Given the lasting uncertainties in quantifying the aboveground phytomass in today’s ecosystems (leaving aside even greater errors in estimating the belowground biomass and its productivity), it may seem audacious to model global phytomass stores going back 20,000 years, to the last glacial maximum (LGM), or even “just” to about 10,000 years ago, to the preagricultural era of the early Holocene, or 5,000 years ago, to the mid-Holocene, the time of the first complex civilizations. The inherent uncertainties of such attempts are obvious, but the uncertain totals should be able to convey the magnitude of change between the LGM, when only small bands of dispersed hunters (totaling no more than few hundred thousand people) roamed the Earth, whose northern latitudes were covered by massive continental glaciers, and the era of maximum phytomass storage during the preagricultural period, when forests occupied large areas of Eurasia and North America.

Different studies have used global climate models and paleoecological, palynological, pedological, and sedimentological evidence to reconstruct past vegetation cover and carbon storage, usually expressing the latter as a combination of vegetation and soil carbon, with some studies including and others excluding the post-LGM peatland growth. Not surprisingly, there have been some extreme findings.

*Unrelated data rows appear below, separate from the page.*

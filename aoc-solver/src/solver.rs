//! Core solver traits

use crate::error::{ParseError, SolveError};

/// Parses a puzzle input into the data every part of a day works on.
///
/// # Example
///
/// ```
/// use aoc_solver::{AocParser, ParseError};
///
/// struct Expenses;
///
/// impl AocParser for Expenses {
///     type SharedData<'a> = Vec<u32>;
///
///     fn parse(input: &str) -> Result<Self::SharedData<'_>, ParseError> {
///         input
///             .lines()
///             .map(|l| l.parse().map_err(|_| ParseError::InvalidFormat(l.to_string())))
///             .collect()
///     }
/// }
///
/// assert_eq!(Expenses::parse("1721\n979").unwrap(), vec![1721, 979]);
/// ```
pub trait AocParser {
    /// Parsed input plus anything the parts want to hand to each other.
    ///
    /// Owned types are the common case; the lifetime allows borrowing
    /// straight from the input when no transformation is needed.
    type SharedData<'a>;

    /// Parse the input string into the shared data structure.
    fn parse<'a>(input: &'a str) -> Result<Self::SharedData<'a>, ParseError>;
}

/// Solves part `N` of a puzzle.
///
/// # Example
///
/// ```
/// use aoc_solver::{AocParser, ParseError, PartSolver, SolveError};
///
/// struct Expenses;
///
/// impl AocParser for Expenses {
///     type SharedData<'a> = Vec<u32>;
///
///     fn parse(input: &str) -> Result<Self::SharedData<'_>, ParseError> {
///         input
///             .lines()
///             .map(|l| l.parse().map_err(|_| ParseError::InvalidFormat(l.to_string())))
///             .collect()
///     }
/// }
///
/// impl PartSolver<1> for Expenses {
///     fn solve(shared: &mut Self::SharedData<'_>) -> Result<String, SolveError> {
///         shared
///             .iter()
///             .max()
///             .map(|m| m.to_string())
///             .ok_or_else(|| SolveError::failed("no expenses"))
///     }
/// }
/// ```
pub trait PartSolver<const N: u8>: AocParser {
    /// Solve this part of the puzzle, possibly leaving results in `shared`
    /// for later parts.
    fn solve(shared: &mut Self::SharedData<'_>) -> Result<String, SolveError>;
}

/// A complete day: parsing plus a dispatcher over its parts.
///
/// Usually generated by `#[derive(AocSolver)]` from the `PartSolver` impls,
/// but it can be written by hand:
///
/// ```
/// use aoc_solver::{AocParser, ParseError, SolveError, Solver};
///
/// struct Groups;
///
/// impl AocParser for Groups {
///     type SharedData<'a> = Vec<&'a str>;
///
///     fn parse(input: &str) -> Result<Self::SharedData<'_>, ParseError> {
///         Ok(input.split("\n\n").collect())
///     }
/// }
///
/// impl Solver for Groups {
///     const PARTS: u8 = 2;
///
///     fn solve_part(shared: &mut Self::SharedData<'_>, part: u8) -> Result<String, SolveError> {
///         match part {
///             1 => Ok(shared.len().to_string()),
///             2 => Ok(shared.iter().map(|g| g.lines().count()).sum::<usize>().to_string()),
///             _ => Err(SolveError::PartNotImplemented(part)),
///         }
///     }
/// }
///
/// let mut groups = Groups::parse("a\nb\n\nc").unwrap();
/// assert_eq!(Groups::solve_part(&mut groups, 1).unwrap(), "2");
/// assert_eq!(Groups::solve_part(&mut groups, 2).unwrap(), "3");
/// ```
pub trait Solver: AocParser {
    /// Number of parts this solver implements
    const PARTS: u8;

    /// Solve a specific part of the problem
    ///
    /// # Returns
    /// * `Ok(String)` - The answer for this part
    /// * `Err(SolveError::PartNotImplemented)` - The part is not implemented
    /// * `Err(SolveError::SolveFailed)` - An error occurred while solving
    fn solve_part(shared: &mut Self::SharedData<'_>, part: u8) -> Result<String, SolveError>;
}

/// Range-checked entry point used by the runtime.
pub trait SolverExt: Solver {
    /// Like [`Solver::solve_part`], but parts outside `1..=PARTS` are
    /// rejected with [`SolveError::PartOutOfRange`] before dispatch.
    fn solve_part_checked_range(
        shared: &mut Self::SharedData<'_>,
        part: u8,
    ) -> Result<String, SolveError> {
        if (1..=Self::PARTS).contains(&part) {
            Self::solve_part(shared, part)
        } else {
            Err(SolveError::PartOutOfRange(part))
        }
    }
}

impl<T: Solver + ?Sized> SolverExt for T {}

After reconstructing past ecosystem distributions, Adams and Faure (1998) concluded that the total terrestrial carbon storage (plants, soils, and peat) 18,000 years before the present was only 931 Gt, compared to a total of 2,130 Gt C for the late twentieth century—the total arrived at by adding 560 Gt C in plants (Olson, Watts, and Allison 1983), 1,115 Gt C in nonpeat soils (Post et al. 1982), and 461 Gt C in peatlands (Gorham 1991)—a nearly 2.3-fold increase, for a net gain of about 1,200 Gt.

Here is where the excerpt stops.